--- Work task ---
From the records, pick out and copy each line containing "Clone".

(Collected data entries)
===
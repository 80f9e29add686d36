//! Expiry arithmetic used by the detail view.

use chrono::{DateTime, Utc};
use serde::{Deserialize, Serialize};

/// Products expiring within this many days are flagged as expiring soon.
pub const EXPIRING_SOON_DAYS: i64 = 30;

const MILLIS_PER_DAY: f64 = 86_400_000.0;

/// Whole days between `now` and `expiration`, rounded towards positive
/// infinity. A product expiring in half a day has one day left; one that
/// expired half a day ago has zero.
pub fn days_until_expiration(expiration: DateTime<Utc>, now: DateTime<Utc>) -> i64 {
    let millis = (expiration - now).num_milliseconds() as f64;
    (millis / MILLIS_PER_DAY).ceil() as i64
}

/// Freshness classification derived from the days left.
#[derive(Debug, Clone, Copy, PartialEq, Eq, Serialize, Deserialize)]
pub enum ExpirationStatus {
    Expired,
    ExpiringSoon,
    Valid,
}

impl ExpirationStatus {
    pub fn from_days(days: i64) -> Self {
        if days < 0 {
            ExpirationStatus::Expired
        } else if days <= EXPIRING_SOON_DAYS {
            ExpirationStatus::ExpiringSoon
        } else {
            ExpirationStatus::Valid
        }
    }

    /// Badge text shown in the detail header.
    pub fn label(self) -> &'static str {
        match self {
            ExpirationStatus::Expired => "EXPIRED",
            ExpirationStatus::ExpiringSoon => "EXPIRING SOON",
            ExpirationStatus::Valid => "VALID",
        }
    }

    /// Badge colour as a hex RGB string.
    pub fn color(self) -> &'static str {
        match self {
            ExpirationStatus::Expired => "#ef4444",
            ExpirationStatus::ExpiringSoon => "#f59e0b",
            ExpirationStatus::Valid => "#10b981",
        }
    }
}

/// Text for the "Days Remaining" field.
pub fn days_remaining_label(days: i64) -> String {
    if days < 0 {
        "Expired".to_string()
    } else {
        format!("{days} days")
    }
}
===
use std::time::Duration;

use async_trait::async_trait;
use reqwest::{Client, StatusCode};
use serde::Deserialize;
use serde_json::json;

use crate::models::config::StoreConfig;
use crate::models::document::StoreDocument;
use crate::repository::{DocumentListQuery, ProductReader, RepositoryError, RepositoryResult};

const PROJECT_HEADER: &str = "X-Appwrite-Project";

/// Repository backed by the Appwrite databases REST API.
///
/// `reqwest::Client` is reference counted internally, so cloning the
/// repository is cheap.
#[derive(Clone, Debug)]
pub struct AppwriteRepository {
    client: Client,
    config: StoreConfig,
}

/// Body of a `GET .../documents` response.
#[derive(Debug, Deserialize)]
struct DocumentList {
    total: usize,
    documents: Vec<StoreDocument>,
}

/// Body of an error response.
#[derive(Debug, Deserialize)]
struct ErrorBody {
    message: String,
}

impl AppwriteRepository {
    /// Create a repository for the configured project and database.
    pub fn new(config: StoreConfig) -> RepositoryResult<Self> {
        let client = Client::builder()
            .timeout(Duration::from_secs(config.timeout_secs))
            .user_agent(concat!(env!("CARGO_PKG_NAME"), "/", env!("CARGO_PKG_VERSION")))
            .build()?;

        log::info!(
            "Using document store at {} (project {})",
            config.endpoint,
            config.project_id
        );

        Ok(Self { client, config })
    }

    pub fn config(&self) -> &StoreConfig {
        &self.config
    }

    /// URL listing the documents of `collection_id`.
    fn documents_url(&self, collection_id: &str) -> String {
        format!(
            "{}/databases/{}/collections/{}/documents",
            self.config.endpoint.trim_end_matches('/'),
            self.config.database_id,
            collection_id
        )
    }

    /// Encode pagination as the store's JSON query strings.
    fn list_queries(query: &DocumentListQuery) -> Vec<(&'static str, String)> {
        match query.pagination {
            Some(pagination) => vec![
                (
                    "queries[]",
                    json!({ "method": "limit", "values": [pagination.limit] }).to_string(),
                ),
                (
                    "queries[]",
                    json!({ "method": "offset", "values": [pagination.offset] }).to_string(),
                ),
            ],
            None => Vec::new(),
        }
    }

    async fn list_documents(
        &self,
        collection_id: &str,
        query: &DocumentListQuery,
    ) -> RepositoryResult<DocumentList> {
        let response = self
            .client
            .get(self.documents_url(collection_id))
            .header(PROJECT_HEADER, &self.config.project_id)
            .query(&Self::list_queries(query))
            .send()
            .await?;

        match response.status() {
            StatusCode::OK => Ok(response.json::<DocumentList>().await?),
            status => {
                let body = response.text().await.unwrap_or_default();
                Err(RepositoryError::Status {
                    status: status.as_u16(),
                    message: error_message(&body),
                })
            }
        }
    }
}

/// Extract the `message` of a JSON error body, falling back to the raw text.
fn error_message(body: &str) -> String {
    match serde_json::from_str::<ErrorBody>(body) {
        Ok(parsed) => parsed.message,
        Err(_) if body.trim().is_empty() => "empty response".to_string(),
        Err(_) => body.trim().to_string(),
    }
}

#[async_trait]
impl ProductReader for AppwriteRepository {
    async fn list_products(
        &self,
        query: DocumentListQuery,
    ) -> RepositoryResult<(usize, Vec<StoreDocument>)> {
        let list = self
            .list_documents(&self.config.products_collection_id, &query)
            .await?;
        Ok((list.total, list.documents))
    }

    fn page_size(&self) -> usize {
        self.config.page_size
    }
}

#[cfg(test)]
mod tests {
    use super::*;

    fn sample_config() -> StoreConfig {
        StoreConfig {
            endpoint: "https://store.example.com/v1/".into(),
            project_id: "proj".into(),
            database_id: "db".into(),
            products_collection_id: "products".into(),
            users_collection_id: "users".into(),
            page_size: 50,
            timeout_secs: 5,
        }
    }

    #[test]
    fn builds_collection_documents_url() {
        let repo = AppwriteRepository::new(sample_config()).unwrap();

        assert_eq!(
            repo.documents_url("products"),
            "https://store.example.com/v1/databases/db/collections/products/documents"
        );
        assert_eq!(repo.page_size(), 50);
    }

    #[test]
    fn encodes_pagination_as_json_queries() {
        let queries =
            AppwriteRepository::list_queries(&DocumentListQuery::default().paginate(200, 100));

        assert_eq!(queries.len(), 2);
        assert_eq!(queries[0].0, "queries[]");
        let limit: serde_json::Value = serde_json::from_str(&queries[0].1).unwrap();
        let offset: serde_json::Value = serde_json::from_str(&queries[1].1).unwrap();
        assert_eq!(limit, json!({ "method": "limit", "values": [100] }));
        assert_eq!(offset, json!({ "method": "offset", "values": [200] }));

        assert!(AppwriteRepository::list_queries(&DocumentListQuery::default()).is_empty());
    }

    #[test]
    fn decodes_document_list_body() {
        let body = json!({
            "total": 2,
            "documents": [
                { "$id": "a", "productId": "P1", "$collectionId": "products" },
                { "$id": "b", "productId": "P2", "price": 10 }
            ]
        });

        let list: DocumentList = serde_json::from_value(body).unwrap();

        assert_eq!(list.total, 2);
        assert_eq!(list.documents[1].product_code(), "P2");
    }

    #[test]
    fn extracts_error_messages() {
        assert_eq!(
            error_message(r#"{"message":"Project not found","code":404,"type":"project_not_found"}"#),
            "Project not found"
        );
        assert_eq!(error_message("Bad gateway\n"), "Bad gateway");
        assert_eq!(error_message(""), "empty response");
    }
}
===
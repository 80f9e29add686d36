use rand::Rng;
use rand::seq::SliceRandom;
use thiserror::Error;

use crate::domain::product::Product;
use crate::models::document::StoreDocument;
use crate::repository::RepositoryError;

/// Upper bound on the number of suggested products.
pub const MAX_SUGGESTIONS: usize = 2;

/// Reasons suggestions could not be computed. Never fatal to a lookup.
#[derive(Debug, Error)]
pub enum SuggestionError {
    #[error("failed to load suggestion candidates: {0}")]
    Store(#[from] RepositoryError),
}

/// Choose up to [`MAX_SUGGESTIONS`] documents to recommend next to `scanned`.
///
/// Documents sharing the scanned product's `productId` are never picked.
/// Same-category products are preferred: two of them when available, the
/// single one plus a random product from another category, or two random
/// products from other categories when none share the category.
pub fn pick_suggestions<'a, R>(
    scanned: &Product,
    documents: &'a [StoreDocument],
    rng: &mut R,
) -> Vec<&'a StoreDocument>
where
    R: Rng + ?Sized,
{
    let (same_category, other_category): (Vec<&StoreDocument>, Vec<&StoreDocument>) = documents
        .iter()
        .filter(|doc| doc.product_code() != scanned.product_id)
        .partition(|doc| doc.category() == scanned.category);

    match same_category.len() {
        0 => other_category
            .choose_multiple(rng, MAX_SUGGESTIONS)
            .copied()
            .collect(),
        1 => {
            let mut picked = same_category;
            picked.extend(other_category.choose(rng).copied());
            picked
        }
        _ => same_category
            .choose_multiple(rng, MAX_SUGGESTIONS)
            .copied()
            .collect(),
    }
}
===
--- Written answer ---
#[derive(Debug, Clone, Copy, PartialEq, Eq, Serialize, Deserialize)]
#[derive(Clone, Debug)]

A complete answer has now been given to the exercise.